Monday, August 18, 2008


We crawled onto Georges Bank this morning, dodging fish boats with
trawls out for hours. Going 10 knots doesn't help getting past groups of
fishing boats. Instead you're a captive audience to their meandering
circles and sudden stopping to haul back gear. I was anticipating some
FM radio and my NPR fix all morning long but had to wait for most of the
day to get anything. The cell phone finally got a signal off of
Nantucket Island. We have time to kill waiting for our berth in the
morning so the Captain has us taking a dogleg up into Narraganset bay
for the evening.

I was thrilled to get my younger brother on the phone this afternoon. He
was headed down the Hudson River on a heavy lift ship bound for Norfolk
Virginia. If we were heading into New York this evening we probably
would have passed one another in the channel. He is making his first
trip as a full fledged able bodied seaman and explained to me his pains
coming up the Hudson, his first trick at the wheel with a pilot onboard.

I guess he got a little overzealous checking the swing after a turn and
the first down bound ship, swinging past his course twice getting him
removed from the helm. If it had been be I would have felt the exact
same amount of shame and embarrassment but the Captain, knowing it was
his first shot at it, put him back in as soon as the oncoming traffic
was clear. His confidence was boosted by getting a second chance and he
steered the rest of his watch flawlessly. Shortly after getting back on
the wheel the second mate pointed out the city up river, my brother's
first glimpse of Manhattan, lit up in all its grandeur, just like the
first time I saw it, from under the Verazano Bridge. It is an awesome
sight. I couldn't be happier to know he's employed and making a good
impression on his crew, not to mention headed for Rio de Janeiro again

We had some much need distraction yesterday when a fishing boat asked us
to drastically change course to avoid the long lines he was picking up.
The Captain had earlier issued a standing order that if we saw any
schooling fish to call him so he could get his lures in. The mate let
him know that these guys were baiting sword fish and he was soon on the
radio with the boat.

The Captain soon saw the opportunity for a sword fish dinner and in no
time had us swinging a lee for the sword boat to come along side so we
could purchase some of his catch. The Captain asked for fifty pounds and
when he asked if it was fresh the Atlantic Offspring replied "Is
yesterday fresh enough for ya?" I guess it was because the captain paid
out of his own pocket.

Two young hands and a grizzly mate nimbly clambered over the wheelhouse
onto the short bow of the boat and tied two giant fish on the line I
tossed to them. We pulled up a gutted swordfish without head or fins
plus a whole Mahi with its sparkling head and fins still intact. On top
of that the boys scampered down to the deck and handed over a couple of
the swords, I guess so we could grind them up and make a soup for our
virility, not likely needed after 70 days at sea.
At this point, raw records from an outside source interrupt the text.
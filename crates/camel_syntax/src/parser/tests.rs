#[cfg(test)]
mod tests {
    use super::*;
    use crate::cancel::CancellationFlag;
    use crate::diagnostics::SyntaxErrorKind;
    use crate::tree::SyntaxNode;

    fn parse_plain(source: &str) -> Parse {
        parse(source, &Dialect::new())
    }

    fn count(node: &SyntaxNode, kind: SyntaxKind) -> usize {
        node.descendants().filter(|n| n.kind() == kind).count()
    }

    fn first(parse: &Parse, kind: SyntaxKind) -> Option<SyntaxNode> {
        parse.syntax_node().descendants().find(|n| n.kind() == kind)
    }

    #[test]
    fn test_declaration_with_arithmetic() {
        let parse = parse_plain("my $x = 1 + 2;\n");
        assert!(parse.errors().is_empty(), "{:?}", parse.errors());
        let root = parse.syntax_node();
        assert_eq!(count(&root, SyntaxKind::Statement), 1);
        assert_eq!(count(&root, SyntaxKind::AssignExpr), 1);
        assert_eq!(count(&root, SyntaxKind::VariableDeclarationLexical), 1);
        assert_eq!(count(&root, SyntaxKind::AddExpr), 1);
    }

    #[test]
    fn test_multiplication_binds_tighter() {
        let parse = parse_plain("1 + 2 * 3;");
        let add = first(&parse, SyntaxKind::AddExpr);
        let child_kinds: Vec<_> = add.iter().flat_map(|n| n.children()).map(|n| n.kind()).collect();
        assert_eq!(child_kinds, vec![SyntaxKind::NumberConstant, SyntaxKind::MulExpr]);
    }

    #[test]
    fn test_assignment_is_right_associative() {
        let parse = parse_plain("$a = $b = 1;");
        let outer = first(&parse, SyntaxKind::AssignExpr);
        let child_kinds: Vec<_> = outer.iter().flat_map(|n| n.children()).map(|n| n.kind()).collect();
        assert_eq!(child_kinds, vec![SyntaxKind::ScalarVariable, SyntaxKind::AssignExpr]);
    }

    #[test]
    fn test_unchainable_comparison_is_one_error() {
        let parse = parse_plain("$a <=> $b <=> $c;");
        assert_eq!(parse.errors().len(), 1, "{:?}", parse.errors());
        let error = &parse.errors()[0];
        assert_eq!(error.kind, SyntaxErrorKind::Chained);
        assert_eq!(error.range, TextRange::new(0.into(), 16.into()));
        assert!(first(&parse, SyntaxKind::ErrorElement).is_some());
        assert_eq!(parse.text(), "$a <=> $b <=> $c;");
    }

    #[test]
    fn test_chainable_comparisons_are_fine() {
        let parse = parse_plain("$a < $b <= $c;");
        assert!(parse.errors().is_empty(), "{:?}", parse.errors());
        assert_eq!(count(&parse.syntax_node(), SyntaxKind::RelationalExpr), 2);
    }

    #[test]
    fn test_sub_body_is_lazy() {
        let parse = parse_plain("sub foo {\n  my $x = shift;\n  return $x * 2;\n}\n");
        assert!(parse.errors().is_empty(), "{:?}", parse.errors());
        let sub = first(&parse, SyntaxKind::SubDefinition);
        assert!(sub.is_some());
        let block = first(&parse, SyntaxKind::LazyBlock).map(|n| n.text().to_string());
        assert_eq!(block.as_deref(), Some("{\n  my $x = shift;\n  return $x * 2;\n}"));
        assert_eq!(count(&parse.syntax_node(), SyntaxKind::ReturnExpr), 0);
    }

    #[test]
    fn test_unterminated_block() {
        let parse = parse_plain("sub foo { 1;");
        assert_eq!(parse.errors().len(), 1, "{:?}", parse.errors());
        assert_eq!(parse.errors()[0].kind, SyntaxErrorKind::Unterminated);
        assert_eq!(parse.errors()[0].range, TextRange::new(8.into(), 12.into()));
        assert_eq!(parse.text(), "sub foo { 1;");
    }

    #[test]
    fn test_missing_semicolon_resumes_at_next_statement() {
        let parse = parse_plain("my $x = 1\nmy $y = 2;\n");
        assert_eq!(parse.errors().len(), 1, "{:?}", parse.errors());
        assert!(parse.errors()[0].message.starts_with("expected `;`"), "{}", parse.errors()[0].message);
        assert_eq!(count(&parse.syntax_node(), SyntaxKind::Statement), 2);
    }

    #[test]
    fn test_stray_close_brace() {
        let source = "1; } 2;";
        let parse = parse_plain(source);
        assert_eq!(parse.errors().len(), 1, "{:?}", parse.errors());
        assert_eq!(parse.errors()[0].range, TextRange::new(3.into(), 4.into()));
        assert_eq!(parse.text(), source);
        assert_eq!(count(&parse.syntax_node(), SyntaxKind::Statement), 2);
    }

    #[test]
    fn test_garbage_keeps_every_byte() {
        let source = "my $x = ) ] } ;; sub { \n";
        let parse = parse_plain(source);
        assert_eq!(parse.text(), source);
        assert!(!parse.errors().is_empty());
    }

    #[test]
    fn test_c_style_and_foreach_loops() {
        let parse = parse_plain("for (my $i = 0; $i < 3; $i++) { }\nforeach my $x (@list) { }\nfor (@list) { }\n");
        assert!(parse.errors().is_empty(), "{:?}", parse.errors());
        let root = parse.syntax_node();
        assert_eq!(count(&root, SyntaxKind::ForStatement), 1);
        assert_eq!(count(&root, SyntaxKind::ForeachStatement), 2);
        assert_eq!(count(&root, SyntaxKind::SuffixIncDec), 1);
    }

    #[test]
    fn test_if_elsif_else() {
        let parse = parse_plain("if ($a) { 1 } elsif ($b) { 2 } else { 3 }\n");
        assert!(parse.errors().is_empty(), "{:?}", parse.errors());
        let root = parse.syntax_node();
        assert_eq!(count(&root, SyntaxKind::IfStatement), 1);
        assert_eq!(count(&root, SyntaxKind::ElsifClause), 1);
        assert_eq!(count(&root, SyntaxKind::ElseClause), 1);
        assert_eq!(count(&root, SyntaxKind::LazyBlock), 3);
    }

    #[test]
    fn test_method_chain_and_subscripts() {
        let parse = parse_plain("$obj->method(1)->{key}[0];");
        assert!(parse.errors().is_empty(), "{:?}", parse.errors());
        let root = parse.syntax_node();
        assert_eq!(count(&root, SyntaxKind::MethodCall), 1);
        assert_eq!(count(&root, SyntaxKind::HashIndex), 1);
        assert_eq!(count(&root, SyntaxKind::ArrayIndex), 1);
        assert_eq!(count(&root, SyntaxKind::CallArgs), 1);
    }

    #[test]
    fn test_print_to_filehandle_with_modifier() {
        let parse = parse_plain("print STDERR \"oops\" if $verbose;");
        assert!(parse.errors().is_empty(), "{:?}", parse.errors());
        let root = parse.syntax_node();
        assert_eq!(count(&root, SyntaxKind::FileHandle), 1);
        assert_eq!(count(&root, SyntaxKind::StatementModifier), 1);
        assert_eq!(count(&root, SyntaxKind::StringDq), 1);
    }

    #[test]
    fn test_hash_literal_with_fat_commas() {
        let parse = parse_plain("my %h = (a => 1, b => [1, 2],);");
        assert!(parse.errors().is_empty(), "{:?}", parse.errors());
        let root = parse.syntax_node();
        assert_eq!(count(&root, SyntaxKind::BarewordString), 2);
        assert_eq!(count(&root, SyntaxKind::AnonArray), 1);
        assert_eq!(count(&root, SyntaxKind::HashVariable), 1);
    }

    #[test]
    fn test_package_and_use() {
        let parse = parse_plain("package Foo::Bar;\nuse strict;\nuse List::Util qw(max);\n");
        assert!(parse.errors().is_empty(), "{:?}", parse.errors());
        let root = parse.syntax_node();
        assert_eq!(count(&root, SyntaxKind::PackageStatement), 1);
        assert_eq!(count(&root, SyntaxKind::UseStatement), 2);
        assert_eq!(count(&root, SyntaxKind::StringList), 1);
    }

    #[test]
    fn test_heredoc_body_stays_inside_statement() {
        let source = "my $x = <<EOM;\nhello\nEOM\nprint $x;\n";
        let parse = parse_plain(source);
        assert!(parse.errors().is_empty(), "{:?}", parse.errors());
        let root = parse.syntax_node();
        assert_eq!(count(&root, SyntaxKind::HeredocDeclaration), 1);
        assert_eq!(count(&root, SyntaxKind::HeredocQq), 1);
        assert_eq!(count(&root, SyntaxKind::Statement), 2);
        assert_eq!(parse.text(), source);
    }

    #[test]
    fn test_native_try_catch() {
        let parse = parse("try { risky() } catch ($e) { warn $e }\n", &Dialect::modern());
        assert!(parse.errors().is_empty(), "{:?}", parse.errors());
        let root = parse.syntax_node();
        assert_eq!(count(&root, SyntaxKind::TryCatch), 1);
        assert_eq!(count(&root, SyntaxKind::CatchClause), 1);
    }

    #[test]
    fn test_signature_only_parsed_when_enabled() {
        let source = "sub add ($x, $y) { $x + $y }\n";
        let plain = parse_plain(source);
        let modern = parse(source, &Dialect::modern());
        assert!(plain.errors().is_empty() && modern.errors().is_empty());
        let plain_sig = first(&plain, SyntaxKind::Signature);
        let modern_sig = first(&modern, SyntaxKind::Signature);
        assert_eq!(plain_sig.map(|n| count(&n, SyntaxKind::CommaExpr)), Some(0));
        assert_eq!(modern_sig.map(|n| count(&n, SyntaxKind::CommaExpr)), Some(1));
    }

    #[test]
    fn test_cancelled_parse() {
        let flag = CancellationFlag::new();
        flag.cancel();
        let result = parse_with_cancellation("1;\n2;\n", &Dialect::new(), &flag);
        assert!(matches!(result, Err(ParseError::Cancelled)));
    }

    #[test]
    fn test_uncancelled_parse_matches_parse() {
        let flag = CancellationFlag::new();
        let source = "my @x = map { $_ * 2 } @y;\n";
        let result = parse_with_cancellation(source, &Dialect::new(), &flag);
        assert_eq!(result.ok(), Some(parse_plain(source)));
    }

    #[test]
    fn test_lazy_block_green_requires_one_closed_block() {
        let dialect = Dialect::new();
        let good = merge(lexer::lex("{ a { b } }", &dialect).tokens);
        assert!(lazy_block_green("{ a { b } }", &good, &dialect).is_some());
        let open = merge(lexer::lex("{ a { b }", &dialect).tokens);
        assert!(lazy_block_green("{ a { b }", &open, &dialect).is_none());
        let extra = merge(lexer::lex("{ a } }", &dialect).tokens);
        assert!(lazy_block_green("{ a } }", &extra, &dialect).is_none());
    }
}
I carefully tide the cash the Captain had given me to a heaving line and
tossed it over in payment. The deck hands were pretty wide eyed and
didn't say a single word the whole time they were along side but the
mate was curious about where we had come from, how long our trip was,
and if the pay was good. I told him how many crew were aboard and that
the money was good enough to keep coming back. I asked where they were
out of and he said Shelburne Nova Scotia so they weren't that far away
from home. They were just ending a ten-day trip and the boat was full
and down with swordfish, something he said didn't happen often these

We parted ways extremely pleased to have fish onboard that hadn't been
frozen at some point in its shelf life. The guys on the Atlantic
Offspring were pleased to already have sold some of their haul and were
probably a bit awed after pulling up to a Ro/Ro out at sea after ten
days of fishing. They wanted our email address so they could send us the
pictures they had taken of the ship.

As happy as we all were, there were seven crew down at the pilot port
when we brought the fish on, the steward cussed us all out as soon as he
saw how much friggin meat we had bought for him to cook us. The Captain,
being a team player, was soon down in the galley with him hacking the
swordfish into 26 huge meaty steaks for tonight. The prospect of fresh
fish for dinner is keeping me up past my bedtime tonight.

1 comment:

  1. I LOVE this story! This is quite rare isn't it? I mean for a ship your size to do somthing like that? Your Capt. sounds very cool. See you at home soon!